PROVIDED ENTRIES:
============================================================

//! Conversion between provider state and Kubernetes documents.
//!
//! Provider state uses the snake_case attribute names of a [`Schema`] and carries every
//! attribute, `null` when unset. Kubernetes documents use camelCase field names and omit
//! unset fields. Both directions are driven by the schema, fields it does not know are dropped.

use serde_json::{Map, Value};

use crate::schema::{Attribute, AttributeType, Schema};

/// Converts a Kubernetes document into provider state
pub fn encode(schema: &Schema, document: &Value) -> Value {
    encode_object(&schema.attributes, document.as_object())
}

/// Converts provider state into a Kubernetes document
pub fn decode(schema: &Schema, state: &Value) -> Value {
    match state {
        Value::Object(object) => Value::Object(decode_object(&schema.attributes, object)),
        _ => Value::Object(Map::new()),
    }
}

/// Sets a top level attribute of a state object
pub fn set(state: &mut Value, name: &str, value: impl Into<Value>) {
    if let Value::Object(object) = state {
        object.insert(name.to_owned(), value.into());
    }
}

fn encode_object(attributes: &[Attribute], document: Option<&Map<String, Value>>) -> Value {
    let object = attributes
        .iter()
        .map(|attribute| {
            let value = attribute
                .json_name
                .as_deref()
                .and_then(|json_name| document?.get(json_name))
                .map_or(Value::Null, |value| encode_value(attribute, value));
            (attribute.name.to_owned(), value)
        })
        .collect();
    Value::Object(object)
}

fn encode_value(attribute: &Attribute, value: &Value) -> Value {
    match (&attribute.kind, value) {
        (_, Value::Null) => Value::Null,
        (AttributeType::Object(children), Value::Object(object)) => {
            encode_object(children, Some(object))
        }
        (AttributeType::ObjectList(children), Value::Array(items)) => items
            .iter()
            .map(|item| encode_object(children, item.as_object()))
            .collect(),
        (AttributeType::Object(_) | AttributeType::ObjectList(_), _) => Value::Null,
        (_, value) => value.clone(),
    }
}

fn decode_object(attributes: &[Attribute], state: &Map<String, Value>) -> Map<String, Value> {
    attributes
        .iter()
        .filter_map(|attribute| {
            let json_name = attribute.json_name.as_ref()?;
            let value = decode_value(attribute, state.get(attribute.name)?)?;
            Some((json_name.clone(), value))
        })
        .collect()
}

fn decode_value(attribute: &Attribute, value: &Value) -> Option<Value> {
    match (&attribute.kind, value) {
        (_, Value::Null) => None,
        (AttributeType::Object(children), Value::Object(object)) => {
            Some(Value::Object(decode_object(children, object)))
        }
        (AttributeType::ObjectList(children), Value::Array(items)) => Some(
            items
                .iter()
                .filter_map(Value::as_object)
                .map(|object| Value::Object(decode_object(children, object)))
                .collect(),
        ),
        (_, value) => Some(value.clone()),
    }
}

============================================================

TASK DETAILS: Restate the whole listing word for word so that no line differs from the original.

COMPLETED TASK:
//! Conversion between provider state and Kubernetes documents.
//!
//! Provider state uses the snake_case attribute names of a [`Schema`] and carries every
//! attribute, `null` when unset. Kubernetes documents use camelCase field names and omit
//! unset fields. Both directions are driven by the schema, fields it does not know are dropped.

use serde_json::{Map, Value};

use crate::schema::{Attribute, AttributeType, Schema};

/// Converts a Kubernetes document into provider state
pub fn encode(schema: &Schema, document: &Value) -> Value {
    encode_object(&schema.attributes, document.as_object())
}

/// Converts provider state into a Kubernetes document
pub fn decode(schema: &Schema, state: &Value) -> Value {
    match state {
        Value::Object(object) => Value::Object(decode_object(&schema.attributes, object)),
        _ => Value::Object(Map::new()),
    }
}

/// Sets a top level attribute of a state object
pub fn set(state: &mut Value, name: &str, value: impl Into<Value>) {
    if let Value::Object(object) = state {
        object.insert(name.to_owned(), value.into());
    }
}

fn encode_object(attributes: &[Attribute], document: Option<&Map<String, Value>>) -> Value {
    let object = attributes
        .iter()
        .map(|attribute| {
            let value = attribute
                .json_name
                .as_deref()
                .and_then(|json_name| document?.get(json_name))
                .map_or(Value::Null, |value| encode_value(attribute, value));
            (attribute.name.to_owned(), value)
        })
        .collect();
    Value::Object(object)
}

fn encode_value(attribute: &Attribute, value: &Value) -> Value {
    match (&attribute.kind, value) {
        (_, Value::Null) => Value::Null,
        (AttributeType::Object(children), Value::Object(object)) => {
            encode_object(children, Some(object))
        }
        (AttributeType::ObjectList(children), Value::Array(items)) => items
            .iter()
            .map(|item| encode_object(children, item.as_object()))
            .collect(),
        (AttributeType::Object(_) | AttributeType::ObjectList(_), _) => Value::Null,
        (_, value) => value.clone(),
    }
}

fn decode_object(attributes: &[Attribute], state: &Map<String, Value>) -> Map<String, Value> {
    attributes
        .iter()
        .filter_map(|attribute| {
            let json_name = attribute.json_name.as_ref()?;
            let value = decode_value(attribute, state.get(attribute.name)?)?;
            Some((json_name.clone(), value))
        })
        .collect()
}

fn decode_value(attribute: &Attribute, value: &Value) -> Option<Value> {
    match (&attribute.kind, value) {
        (_, Value::Null) => None,
        (AttributeType::Object(children), Value::Object(object)) => {
            Some(Value::Object(decode_object(children, object)))
        }
        (AttributeType::ObjectList(children), Value::Array(items)) => Some(
            items
                .iter()
                .filter_map(Value::as_object)
                .map(|object| Value::Object(decode_object(children, object)))
                .collect(),
        ),
        (_, value) => Some(value.clone()),
    }
}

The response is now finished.